Writer: Daniel Rapaport
Gist of article: Johnson has a Zen-like ability to stay in the present moment.
Fun fact: Johnson had to tame his aggression and learn to manage his game. “He was a free-wheeler,” Butch Harmon says. “As he used to say, on every hole, ‘I’m just sending it, bro.’”
Where interviewed: Floridian Golf Club. “We spent about four hours with DJ capturing a bunch of different content—instructional videos, fun videos, cover shots, fun shots—before I sat down with him for an extended interview,” Rapaport says. “I wanted to take a deeper dive into DJ’s mind … it’s clear that his outlook is the envy of his peers. I’m a big meditation guy, and from afar I thought he best personifies the benefits of a quiet mind and thought control. The guy is 36 and he’s been a force in golf for a decade, so you have to find an angle to avoid simply re-stating what’s already been written.”
Quote wall: “Dustin has a wonderful ability to be very interested in what he’s doing but to underreact to everything.” – Dr. Bob Rotella
DJ on DJ: “I try not to overcomplicate stuff – shots. Obviously, I’ve played enough golf. I understand the game very well.”
Takeaway: “I believe there are lessons in the way he goes about his business,” Rapaport says. “That there are only a few select people whose opinions matter, and that the key is identifying who those people are, and who they are not. As far as golf goes, that there’s no need to add any significance to a bad shot or a bad round. We all have a tendency to try to add a second sentence to a poor outcome. I played terrible…so I am terrible. I hit this bad shot…because I stink at hitting draws. There is no need to add the second sentence. Dustin has an innate ability to ignore narratives entirely. Some things in life just are.”
Headline: “Master of One”
Writer: Josh Sens
Gist of article: Johnson has worked hard to get the most from his talent.
Fun fact: “I was less surprised by DJ than I was by his brother Austin, who was very engaging and funny,” Sens says. “It’s probably easier to be the caddie than the star. It made me wonder whether DJ has some of that in him and just doesn’t show it. I was also surprised to learn that DJ’s nickname in high school was Styles DJ. A snappy dresser who really cared how he looked.”
Where interviewed: “The cover shoot was in Florida a few weeks before we met,” Sens says, “so I only interacted with DJ for the interview, which we did on an outdoor patio at the Fairmont in Santa Monica. DJ looked ridiculously relaxed, lounging back on a chair, enjoying the weather. But he hadn’t had time to eat and was really hungry. His agent ran out and got him a pizza from down the street. I was hungry, too, but didn’t want to mooch food off my subject. I think DJ saw me eying the pizza because he offered me a slice. And, when I ate that slice, he offered another. He was insistent that I share with him. That seemed like good southern manners to me.”

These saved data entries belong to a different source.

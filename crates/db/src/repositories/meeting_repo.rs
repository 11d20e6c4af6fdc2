//! Repository for the `meetings` table.
//!
//! Availability is never stored: `remaining_spots` is always derived by
//! counting approved registrations against the meeting's capacity.

use chrono::NaiveDate;
use forgeline_core::types::DbId;
use sqlx::PgPool;

use crate::models::meeting::{CreateMeeting, Meeting, MeetingWithAvailability, UpdateMeeting};
use crate::models::registration::{CreateRegistration, MeetingRegistration};

/// Column list shared across queries to avoid repetition.
const COLUMNS: &str =
    "id, title, date, time, location, address, spots, description, created_at, updated_at";

const REGISTRATION_COLUMNS: &str =
    "id, meeting_id, project_id, name, email, phone, company, message, status, created_at";

/// Result of a registration attempt against a capacity-limited meeting.
#[derive(Debug)]
pub enum RegisterOutcome {
    Registered(MeetingRegistration),
    MeetingNotFound,
    /// All spots are taken by approved registrations.
    Full,
}

/// Provides CRUD and registration operations for meetings.
pub struct MeetingRepo;

impl MeetingRepo {
    /// Insert a new meeting, returning the created row.
    pub async fn create(pool: &PgPool, input: &CreateMeeting) -> Result<Meeting, sqlx::Error> {
        let query = format!(
            "INSERT INTO meetings (title, date, time, location, address, spots, description)
             VALUES ($1, $2, $3, $4, $5, $6, $7)
             RETURNING {COLUMNS}"
        );
        sqlx::query_as::<_, Meeting>(&query)
            .bind(&input.title)
            .bind(input.date)
            .bind(input.time)
            .bind(&input.location)
            .bind(&input.address)
            .bind(input.spots)
            .bind(&input.description)
            .fetch_one(pool)
            .await
    }

    /// Find a meeting by ID.
    pub async fn find_by_id(pool: &PgPool, id: DbId) -> Result<Option<Meeting>, sqlx::Error> {
        let query = format!("SELECT {COLUMNS} FROM meetings WHERE id = $1");
        sqlx::query_as::<_, Meeting>(&query)
            .bind(id)
            .fetch_optional(pool)
            .await
    }

    /// List meetings on or after `today`, soonest first, each with its
    /// derived availability.
    pub async fn upcoming(
        pool: &PgPool,
        today: NaiveDate,
    ) -> Result<Vec<MeetingWithAvailability>, sqlx::Error> {
        let query = format!(
            "SELECT {COLUMNS},
                    GREATEST(spots - (
                        SELECT COUNT(*) FROM meeting_registrations r
                        WHERE r.meeting_id = meetings.id AND r.status = 'approved'
                    ), 0)::INT AS remaining_spots
             FROM meetings
             WHERE date >= $1
             ORDER BY date ASC, time ASC"
        );
        let rows = sqlx::query_as::<_, MeetingAvailabilityRow>(&query)
            .bind(today)
            .fetch_all(pool)
            .await?;
        Ok(rows.into_iter().map(MeetingAvailabilityRow::into_model).collect())
    }

    /// Update a meeting. Only non-`None` fields in `input` are applied.
    pub async fn update(
        pool: &PgPool,
        id: DbId,
        input: &UpdateMeeting,
    ) -> Result<Option<Meeting>, sqlx::Error> {
        let query = format!(
            "UPDATE meetings SET
                title = COALESCE($2, title),
                date = COALESCE($3, date),
                time = COALESCE($4, time),
                location = COALESCE($5, location),
                address = COALESCE($6, address),
                spots = COALESCE($7, spots),
                description = COALESCE($8, description)
             WHERE id = $1
             RETURNING {COLUMNS}"
        );
        sqlx::query_as::<_, Meeting>(&query)
            .bind(id)
            .bind(&input.title)
            .bind(input.date)
            .bind(input.time)
            .bind(&input.location)
            .bind(&input.address)
            .bind(input.spots)
            .bind(&input.description)
            .fetch_optional(pool)
            .await
    }

    /// Spots left on a meeting: capacity minus approved registrations,
    /// floored at zero. Returns `None` if the meeting does not exist.
    pub async fn remaining_spots(pool: &PgPool, id: DbId) -> Result<Option<i32>, sqlx::Error> {
        sqlx::query_scalar(
            "SELECT GREATEST(spots - (
                 SELECT COUNT(*) FROM meeting_registrations r
                 WHERE r.meeting_id = meetings.id AND r.status = 'approved'
             ), 0)::INT
             FROM meetings WHERE id = $1",
        )
        .bind(id)
        .fetch_optional(pool)
        .await
    }

    /// Register for a meeting, atomically checking capacity.
    ///
    /// The meeting row is locked for the duration of the check so two
    /// concurrent registrations cannot both take the last spot. Capacity
    /// counts approved registrations; the new registration starts pending.
    pub async fn register(
        pool: &PgPool,
        meeting_id: DbId,
        input: &CreateRegistration,
    ) -> Result<RegisterOutcome, sqlx::Error> {
        let mut tx = pool.begin().await?;

        let spots: Option<i32> =
            sqlx::query_scalar("SELECT spots FROM meetings WHERE id = $1 FOR UPDATE")
                .bind(meeting_id)
                .fetch_optional(&mut *tx)
                .await?;
        let Some(spots) = spots else {
            return Ok(RegisterOutcome::MeetingNotFound);
        };

        let approved: i64 = sqlx::query_scalar(
            "SELECT COUNT(*) FROM meeting_registrations
             WHERE meeting_id = $1 AND status = 'approved'",
        )
        .bind(meeting_id)
        .fetch_one(&mut *tx)
        .await?;

        if approved >= spots as i64 {
            return Ok(RegisterOutcome::Full);
        }

        let query = format!(
            "INSERT INTO meeting_registrations (meeting_id, name, email, phone, company, message)
             VALUES ($1, $2, $3, $4, $5, $6)
             RETURNING {REGISTRATION_COLUMNS}"
        );
        let registration = sqlx::query_as::<_, MeetingRegistration>(&query)
            .bind(meeting_id)
            .bind(&input.name)
            .bind(&input.email)
            .bind(&input.phone)
            .bind(&input.company)
            .bind(&input.message)
            .fetch_one(&mut *tx)
            .await?;

        tx.commit().await?;
        Ok(RegisterOutcome::Registered(registration))
    }
}

/// Flat row shape for the availability join; split back into the nested
/// model after fetching.
#[derive(sqlx::FromRow)]
struct MeetingAvailabilityRow {
    id: DbId,
    title: String,
    date: NaiveDate,
    time: chrono::NaiveTime,
    location: String,
    address: Option<String>,
    spots: i32,
    description: Option<String>,
    created_at: forgeline_core::types::Timestamp,
    updated_at: forgeline_core::types::Timestamp,
    remaining_spots: i32,
}

impl MeetingAvailabilityRow {
    fn into_model(self) -> MeetingWithAvailability {
        MeetingWithAvailability {
            meeting: Meeting {
                id: self.id,
                title: self.title,
                date: self.date,
                time: self.time,
                location: self.location,
                address: self.address,
                spots: self.spots,
                description: self.description,
                created_at: self.created_at,
                updated_at: self.updated_at,
            },
            remaining_spots: self.remaining_spots,
        }
    }
}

Quote wall: “Dustin was obviously a big hitter and a good player, but I’d be lying if I said that I knew how good he was going to be.” – Allen Terrell, Johnson’s coach at Coastal Carolina
DJ on DJ: “When I retire, I’m going to buy a bigger boat.”

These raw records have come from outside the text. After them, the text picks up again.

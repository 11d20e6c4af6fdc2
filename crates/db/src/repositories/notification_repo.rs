//! Repository for the `notifications` table.

use forgeline_core::types::DbId;
use sqlx::PgPool;

use crate::models::notification::Notification;

/// Column list for `notifications` queries.
const COLUMNS: &str = "id, user_id, title, body, is_read, read_at, created_at";

/// Provides CRUD operations for notifications.
pub struct NotificationRepo;

impl NotificationRepo {
    /// Create a notification for a user, returning the created row.
    pub async fn create(
        pool: &PgPool,
        user_id: DbId,
        title: &str,
        body: Option<&str>,
    ) -> Result<Notification, sqlx::Error> {
        let query = format!(
            "INSERT INTO notifications (user_id, title, body)
             VALUES ($1, $2, $3)
             RETURNING {COLUMNS}"
        );
        sqlx::query_as::<_, Notification>(&query)
            .bind(user_id)
            .bind(title)
            .bind(body)
            .fetch_one(pool)
            .await
    }

    /// List notifications for a user, newest first.
    ///
    /// When `unread_only` is `true`, only notifications with
    /// `is_read = false` are returned.
    pub async fn list_for_user(
        pool: &PgPool,
        user_id: DbId,
        unread_only: bool,
        limit: i64,
        offset: i64,
    ) -> Result<Vec<Notification>, sqlx::Error> {
        let filter = if unread_only {
            "AND is_read = false"
        } else {
            ""
        };
        let query = format!(
            "SELECT {COLUMNS} FROM notifications
             WHERE user_id = $1 {filter}
             ORDER BY created_at DESC
             LIMIT $2 OFFSET $3"
        );
        sqlx::query_as::<_, Notification>(&query)
            .bind(user_id)
            .bind(limit)
            .bind(offset)
            .fetch_all(pool)
            .await
    }

    /// Mark a single notification as read.
    ///
    /// Returns `true` if the notification was found for the given user and
    /// updated, `false` otherwise.
    pub async fn mark_read(
        pool: &PgPool,
        notification_id: DbId,
        user_id: DbId,
    ) -> Result<bool, sqlx::Error> {
        let result = sqlx::query(
            "UPDATE notifications
             SET is_read = true, read_at = NOW()
             WHERE id = $1 AND user_id = $2 AND is_read = false",
        )
        .bind(notification_id)
        .bind(user_id)
        .execute(pool)
        .await?;
        Ok(result.rows_affected() > 0)
    }

    /// Mark all unread notifications as read for a user.
    ///
    /// Returns the number of notifications that were marked read.
    pub async fn mark_all_read(pool: &PgPool, user_id: DbId) -> Result<u64, sqlx::Error> {
        let result = sqlx::query(
            "UPDATE notifications
             SET is_read = true, read_at = NOW()
             WHERE user_id = $1 AND is_read = false",
        )
        .bind(user_id)
        .execute(pool)
        .await?;
        Ok(result.rows_affected())
    }

    /// Get the number of unread notifications for a user.
    pub async fn unread_count(pool: &PgPool, user_id: DbId) -> Result<i64, sqlx::Error> {
        sqlx::query_scalar(
            "SELECT COUNT(*) FROM notifications WHERE user_id = $1 AND is_read = false",
        )
        .bind(user_id)
        .fetch_one(pool)
        .await
    }
}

Takeaway: “I had watched him on the range at Riviera, and he went to the very far end, far from all the other guys,” Sens says. “It was like he just needed to be in his own private Idaho. About 20 minutes into DJ’s range session, Rory wandered up, said hello and started hitting balls beside him. He and DJ would pause now and then and engage in conversation. They seemed to have an easy rapport. I guess there’s nothing too remarkable about this, but I was reminded of all the praise and supportive things Rory has said about DJ in the press in recent times. In particular, at Harding Park, where Rory was one of the first to leap to DJ’s defense when Koepka threw shade on DJ’s record in the majors. It underscored for me the level of respect DJ commands on Tour.”